Capítulo 3
La voz suave de Jairo sonó de pronto sobre su cabeza: —¿Qué haces sentada en el suelo? ¿No temes resfriarte?
Años después, él la abrazó por detrás como solía hacerlo, apoyando su pecho en su espalda.
Ella se tensó; los comprobantes casi se rompieron entre sus dedos.
—Esta noche hay una gala benéfica. Cámbiate y ven conmigo.
Anunció él con naturalidad, pero en un tono que no admitía réplica.
Verónica frunció el ceño de manera instintiva: —¿Con este aspecto? ¿Cómo voy a ir?
Su rostro estaba amarillento, la piel áspera; nada quedaba de la mujer radiante que, tres años atrás, brillaba alimentada por el amor.
La vida en prisión había dejado en su cuerpo marcas imposibles de borrar.
Jairo la giró para mirarla de frente. Su mirada, atenta y seria, se clavó en la de ella.
—Para mí, siempre serás la más hermosa.
Le acarició la mejilla con suavidad: —Solo tú eres mi esposa. Ponte algo bonito; te espero abajo.
Sus ojos parecían sinceros, pero los comprobantes en su mano la mantenían en la realidad.
Un impulso la hizo soltar, sin poder contenerse:
—Si no estabas muerto, ¿por qué no volviste antes? ¿Por qué dejaste que pasara un año, o siquiera medio?
La dulzura en el rostro de Jairo vaciló un instante; sus cejas se fruncieron.
—Pero si ya estás fuera.
Su voz, ligera, incluso con un matiz de diversión: —¿Qué diferencia hay entre un año antes o después?
¿Que diferencia hay?
Tres cientos sesenta y cinco días en cada año, cada uno con veinticuatro horas de una noche interminable.
Golpes, humillaciones, desesperación, un dolor que le devoraba el corazón, un remordimiento que no la dejaba respirar.
Un tormento que la empujó a la muerte una.
Y para él, ¿no había diferencia?
El corazón de Verónica se hizo añicos en ese instante; cada respiración le arrancaba un dolor sordo en el pecho.
Quiso decir algo más, pero Jairo ya había perdido la paciencia.
—Basta. No le des más vueltas.
Sacó de su bolsillo una cajita de terciopelo. Dentro, un par de pendientes de zafiro.
—Acaban de llegar de una subasta. Me parecieron perfectos para ti, ¿te gustan?
—Considéralo una compensación. —Dijo él, con condescendencia disfrazada de bondad.

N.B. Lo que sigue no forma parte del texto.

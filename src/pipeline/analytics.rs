use std::collections::BTreeMap;

use crate::models::analytics::{AnalyticsSnapshot, StatusCounts};
use crate::models::candidate::Candidate;

/// How many candidates the recent applications list carries.
pub const RECENT_APPLICATIONS_LIMIT: usize = 5;

/// Summarises a candidate collection. Total over every input, including empty.
pub fn aggregate(collection: &[Candidate]) -> AnalyticsSnapshot {
    let mut by_status = StatusCounts::default();
    let mut by_role: BTreeMap<String, usize> = BTreeMap::new();
    let mut experience_sum: u64 = 0;

    for candidate in collection {
        by_status.increment(candidate.status);
        *by_role.entry(candidate.role.clone()).or_insert(0) += 1;
        experience_sum += u64::from(candidate.experience);
    }

    let average_experience = if collection.is_empty() {
        0.0
    } else {
        round_to_tenth(experience_sum as f64 / collection.len() as f64)
    };

    AnalyticsSnapshot {
        total_applications: collection.len(),
        applications_by_status: by_status,
        applications_by_role: by_role,
        average_experience,
        recent_applications: recent_applications(collection, RECENT_APPLICATIONS_LIMIT),
    }
}

/// Newest applications first; equal dates keep their input order.
pub fn recent_applications(collection: &[Candidate], limit: usize) -> Vec<Candidate> {
    let mut recent = collection.to_vec();
    recent.sort_by(|a, b| b.applied_date.cmp(&a.applied_date));
    recent.truncate(limit);
    recent
}

fn round_to_tenth(value: f64) -> f64 {
    (value * 10.0).round() / 10.0
}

En ese momento sonó su teléfono.
Al mirar la pantalla, la comisura de sus labios se alzó sin poder evitarlo.
Contestó la llamada mientras salía apresurado, dejando apenas una frase:
—Arréglate, el chofer llegará en una hora.
Al otro lado de la línea, su voz se volvió tan dulce que casi goteaba miel:
—Sí, la compré. Te quedará perfecta...
Su voz se fue apagando junto con el eco de sus pasos.
Verónica quedó sola, con los zafiros en una mano y los comprobantes en la otra.